◆ **THE PROBLEM**
Tally the lines in the entries where the string "struct" appears, and write only the total.

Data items

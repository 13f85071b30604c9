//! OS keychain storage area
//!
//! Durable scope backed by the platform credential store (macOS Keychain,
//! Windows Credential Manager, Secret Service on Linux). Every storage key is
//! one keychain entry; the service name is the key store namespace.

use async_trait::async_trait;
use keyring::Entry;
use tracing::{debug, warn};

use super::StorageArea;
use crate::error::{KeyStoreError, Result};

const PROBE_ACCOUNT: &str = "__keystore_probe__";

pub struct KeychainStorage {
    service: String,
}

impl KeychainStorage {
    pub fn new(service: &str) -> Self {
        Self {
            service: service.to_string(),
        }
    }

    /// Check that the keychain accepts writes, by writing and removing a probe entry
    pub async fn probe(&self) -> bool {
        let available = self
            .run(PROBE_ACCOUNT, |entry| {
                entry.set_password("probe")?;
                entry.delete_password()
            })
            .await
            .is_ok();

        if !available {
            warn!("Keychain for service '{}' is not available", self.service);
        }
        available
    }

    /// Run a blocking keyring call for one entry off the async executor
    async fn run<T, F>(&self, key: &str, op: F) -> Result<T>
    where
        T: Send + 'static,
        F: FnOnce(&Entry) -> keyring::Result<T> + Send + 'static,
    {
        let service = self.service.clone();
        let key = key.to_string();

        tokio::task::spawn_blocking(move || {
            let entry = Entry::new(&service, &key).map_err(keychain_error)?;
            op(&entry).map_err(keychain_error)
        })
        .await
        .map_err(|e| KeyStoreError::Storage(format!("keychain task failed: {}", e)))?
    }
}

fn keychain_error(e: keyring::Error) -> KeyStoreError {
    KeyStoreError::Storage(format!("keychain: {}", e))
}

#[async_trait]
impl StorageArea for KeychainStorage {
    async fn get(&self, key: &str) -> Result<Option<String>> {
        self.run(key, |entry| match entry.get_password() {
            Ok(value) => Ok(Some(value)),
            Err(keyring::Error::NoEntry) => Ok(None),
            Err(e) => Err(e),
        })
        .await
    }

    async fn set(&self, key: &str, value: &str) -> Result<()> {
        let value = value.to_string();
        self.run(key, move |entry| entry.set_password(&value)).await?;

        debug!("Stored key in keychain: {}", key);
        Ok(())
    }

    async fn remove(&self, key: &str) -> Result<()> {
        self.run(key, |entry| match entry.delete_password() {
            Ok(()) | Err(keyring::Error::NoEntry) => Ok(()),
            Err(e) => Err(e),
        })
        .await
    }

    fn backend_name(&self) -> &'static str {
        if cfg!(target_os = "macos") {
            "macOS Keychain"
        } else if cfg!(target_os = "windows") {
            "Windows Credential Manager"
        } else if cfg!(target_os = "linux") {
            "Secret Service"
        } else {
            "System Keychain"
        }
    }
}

==

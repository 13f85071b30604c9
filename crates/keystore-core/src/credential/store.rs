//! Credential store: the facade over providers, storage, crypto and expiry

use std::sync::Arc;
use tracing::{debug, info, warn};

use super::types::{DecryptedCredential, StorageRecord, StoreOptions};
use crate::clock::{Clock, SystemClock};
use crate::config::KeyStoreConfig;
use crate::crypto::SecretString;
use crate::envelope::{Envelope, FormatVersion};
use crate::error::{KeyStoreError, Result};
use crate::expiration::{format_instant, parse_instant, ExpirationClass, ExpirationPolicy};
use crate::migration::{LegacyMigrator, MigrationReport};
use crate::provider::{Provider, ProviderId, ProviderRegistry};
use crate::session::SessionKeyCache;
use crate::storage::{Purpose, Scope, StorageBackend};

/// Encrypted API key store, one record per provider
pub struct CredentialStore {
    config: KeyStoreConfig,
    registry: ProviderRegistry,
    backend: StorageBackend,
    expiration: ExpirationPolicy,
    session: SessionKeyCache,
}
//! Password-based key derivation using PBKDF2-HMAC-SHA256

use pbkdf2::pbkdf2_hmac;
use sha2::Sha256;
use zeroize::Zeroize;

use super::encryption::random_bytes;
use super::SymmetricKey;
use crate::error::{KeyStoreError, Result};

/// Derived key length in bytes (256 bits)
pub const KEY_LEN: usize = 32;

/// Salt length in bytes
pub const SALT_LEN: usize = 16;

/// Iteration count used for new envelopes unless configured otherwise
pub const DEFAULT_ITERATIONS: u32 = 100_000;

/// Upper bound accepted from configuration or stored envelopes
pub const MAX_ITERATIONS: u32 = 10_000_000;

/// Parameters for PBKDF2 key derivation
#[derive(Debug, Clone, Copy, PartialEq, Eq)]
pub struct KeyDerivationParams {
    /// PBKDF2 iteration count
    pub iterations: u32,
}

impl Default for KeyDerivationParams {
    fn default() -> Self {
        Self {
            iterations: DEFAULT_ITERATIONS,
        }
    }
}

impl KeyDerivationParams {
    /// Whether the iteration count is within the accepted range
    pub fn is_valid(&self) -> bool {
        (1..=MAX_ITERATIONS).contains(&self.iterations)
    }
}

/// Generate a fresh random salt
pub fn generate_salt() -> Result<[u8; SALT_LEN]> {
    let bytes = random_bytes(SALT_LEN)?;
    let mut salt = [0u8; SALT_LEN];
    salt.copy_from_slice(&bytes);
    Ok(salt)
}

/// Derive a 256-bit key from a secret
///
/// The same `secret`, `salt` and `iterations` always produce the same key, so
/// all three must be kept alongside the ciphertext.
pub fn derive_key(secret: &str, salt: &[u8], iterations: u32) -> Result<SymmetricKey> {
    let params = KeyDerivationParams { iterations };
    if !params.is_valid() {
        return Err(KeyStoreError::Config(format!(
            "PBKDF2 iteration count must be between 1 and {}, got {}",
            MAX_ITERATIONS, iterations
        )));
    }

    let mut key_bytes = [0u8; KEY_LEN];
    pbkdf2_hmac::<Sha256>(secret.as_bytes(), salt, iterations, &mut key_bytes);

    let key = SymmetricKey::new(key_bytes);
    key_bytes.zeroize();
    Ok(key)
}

◆ **SOLUTION FOR THIS PROBLEM**
3